For other hotels named Exchange Hotel, see Exchange Hotel.

The Exchange Hotel is a historic landmark hotel in Kalgoorlie, Western Australia.

Location
The hotel is located on the corner of Hannan Street and Maritana Street in Kalgoorlie. It stands next door to the building of the Kalgoorlie Miner, the goldfields newspaper, and opposite the Palace Hotel.

History

The hotel was built in 1900 for the Wilkie Brothers, contractors for the Southern Cross-Kalgoorlie railway line.
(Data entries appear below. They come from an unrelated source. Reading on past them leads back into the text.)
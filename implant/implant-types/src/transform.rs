//! Rigid transformation type.

use nalgebra::{Matrix4, Point3, Unit, UnitQuaternion, Vector3};

/// A rigid transformation: rotation followed by translation.
///
/// # Example
///
/// ```
/// use implant_types::RigidTransform;
/// use nalgebra::{Point3, UnitQuaternion, Vector3};
/// use std::f64::consts::PI;
///
/// let rotation = UnitQuaternion::from_axis_angle(&Vector3::z_axis(), PI / 2.0);
/// let transform = RigidTransform::new(rotation, Vector3::new(1.0, 2.0, 3.0));
///
/// let p = transform.transform_point(&Point3::new(1.0, 0.0, 0.0));
/// assert!((p.x - 1.0).abs() < 1e-12);
/// assert!((p.y - 3.0).abs() < 1e-12);
/// ```
#[derive(Debug, Clone, Copy, PartialEq)]
pub struct RigidTransform {
    /// Rotation as a unit quaternion.
    pub rotation: UnitQuaternion<f64>,
    /// Translation vector.
    pub translation: Vector3<f64>,
}

impl Default for RigidTransform {
    fn default() -> Self {
        Self::identity()
    }
}

impl RigidTransform {
    /// Creates a transform from rotation and translation.
    #[must_use]
    pub const fn new(rotation: UnitQuaternion<f64>, translation: Vector3<f64>) -> Self {
        Self {
            rotation,
            translation,
        }
    }

    /// The identity transform.
    #[must_use]
    pub fn identity() -> Self {
        Self {
            rotation: UnitQuaternion::identity(),
            translation: Vector3::zeros(),
        }
    }

    /// A pure translation.
    #[must_use]
    pub fn from_translation(translation: Vector3<f64>) -> Self {
        Self {
            rotation: UnitQuaternion::identity(),
            translation,
        }
    }

    /// A pure rotation.
    #[must_use]
    pub fn from_rotation(rotation: UnitQuaternion<f64>) -> Self {
        Self {
            rotation,
            translation: Vector3::zeros(),
        }
    }

    /// Transforms a 3D point (rotate, then translate).
    #[must_use]
    pub fn transform_point(&self, point: &Point3<f64>) -> Point3<f64> {
        Point3::from(self.rotation * point.coords + self.translation)
    }

    /// Transforms a direction vector (rotation only).
    #[must_use]
    pub fn transform_vector(&self, vector: &Vector3<f64>) -> Vector3<f64> {
        self.rotation * vector
    }

    /// Composes this transform with another (`self * other`).
    ///
    /// The result applies `other` first, then `self` - standard
    /// left-to-right matrix multiplication with the rightmost factor applied
    /// first to a point.
    #[must_use]
    pub fn compose(&self, other: &Self) -> Self {
        Self {
            rotation: self.rotation * other.rotation,
            translation: self.translation + self.rotation * other.translation,
        }
    }

    /// The inverse transform.
    #[must_use]
    pub fn inverse(&self) -> Self {
        let inv_rotation = self.rotation.inverse();
        Self {
            rotation: inv_rotation,
            translation: inv_rotation * (-self.translation),
        }
    }

    /// Converts to a 4x4 homogeneous matrix for the CAD host.
    #[must_use]
    pub fn to_matrix4(&self) -> Matrix4<f64> {
        let mut mat = Matrix4::identity();
        let rot = self.rotation.to_rotation_matrix();
        for i in 0..3 {
            for j in 0..3 {
                mat[(i, j)] = rot[(i, j)];
            }
        }
        mat[(0, 3)] = self.translation.x;
        mat[(1, 3)] = self.translation.y;
        mat[(2, 3)] = self.translation.z;
        mat
    }

    /// True when this transform is approximately the identity.
    #[must_use]
    pub fn is_identity(&self, epsilon: f64) -> bool {
        self.rotation.angle().abs() < epsilon && self.translation.norm() < epsilon
    }
}

/// A rotation of `degrees` about `axis`.
///
/// The calibration sheets specify all orientations in degrees; this is the
/// single conversion point.
#[must_use]
pub fn axis_angle_deg(axis: &Unit<Vector3<f64>>, degrees: f64) -> UnitQuaternion<f64> {
    UnitQuaternion::from_axis_angle(axis, degrees.to_radians())
}

#[cfg(test)]
#[allow(clippy::unwrap_used)]
mod tests {
    use super::*;
    use approx::assert_relative_eq;

    #[test]
    fn test_identity() {
        let p = Point3::new(1.0, 2.0, 3.0);
        let t = RigidTransform::identity();
        assert_relative_eq!(t.transform_point(&p).coords, p.coords, epsilon = 1e-12);
        assert!(t.is_identity(1e-12));
    }

    #[test]
    fn test_translation_only() {
        let t = RigidTransform::from_translation(Vector3::new(1.0, 2.0, 3.0));
        let p = t.transform_point(&Point3::origin());
        assert_relative_eq!(p.coords, Vector3::new(1.0, 2.0, 3.0), epsilon = 1e-12);
    }

    #[test]
    fn test_rotation_90_degrees_z() {
        let t = RigidTransform::from_rotation(axis_angle_deg(&Vector3::z_axis(), 90.0));
        let p = t.transform_point(&Point3::new(1.0, 0.0, 0.0));
        assert_relative_eq!(p.x, 0.0, epsilon = 1e-12);
        assert_relative_eq!(p.y, 1.0, epsilon = 1e-12);
    }

    #[test]
    fn test_compose_applies_rightmost_first() {
        let rot = RigidTransform::from_rotation(axis_angle_deg(&Vector3::z_axis(), 90.0));
        let shift = RigidTransform::from_translation(Vector3::new(1.0, 0.0, 0.0));

        // rot ∘ shift: translate then rotate.
        let p = rot.compose(&shift).transform_point(&Point3::origin());
        assert_relative_eq!(p.x, 0.0, epsilon = 1e-12);
        assert_relative_eq!(p.y, 1.0, epsilon = 1e-12);

        // shift ∘ rot: rotate (no-op on the origin) then translate.
        let q = shift.compose(&rot).transform_point(&Point3::origin());
        assert_relative_eq!(q.x, 1.0, epsilon = 1e-12);
        assert_relative_eq!(q.y, 0.0, epsilon = 1e-12);
    }

    #[test]
    fn test_inverse_round_trip() {
        let t = RigidTransform::new(
            axis_angle_deg(&Vector3::y_axis(), -45.0),
            Vector3::new(3.0, -1.0, 2.0),
        );
        let p = Point3::new(0.5, 0.25, -4.0);
        let back = t.inverse().transform_point(&t.transform_point(&p));
        assert_relative_eq!(back.coords, p.coords, epsilon = 1e-10);
    }

    #[test]
    fn test_to_matrix4_translation_column() {
        let t = RigidTransform::from_translation(Vector3::new(1.0, 2.0, 3.0));
        let m = t.to_matrix4();
        assert_relative_eq!(m[(0, 3)], 1.0, epsilon = 1e-12);
        assert_relative_eq!(m[(1, 3)], 2.0, epsilon = 1e-12);
        assert_relative_eq!(m[(2, 3)], 3.0, epsilon = 1e-12);
        assert_relative_eq!(m[(3, 3)], 1.0, epsilon = 1e-12);
    }
}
They hired the construction team Shaw and Harcorn, and the architectural team Hawkins and Spriggs. It has two storeys and it made up of bricks, iron and a timber balustrade. It has a corner tower and corrugated galvanised iron gabled roof.

During the race riots of 1934, the hotel was purchased by Bill Trythall from the former owner, who had a foreign-sounding name. As a result, the building was saved from damage.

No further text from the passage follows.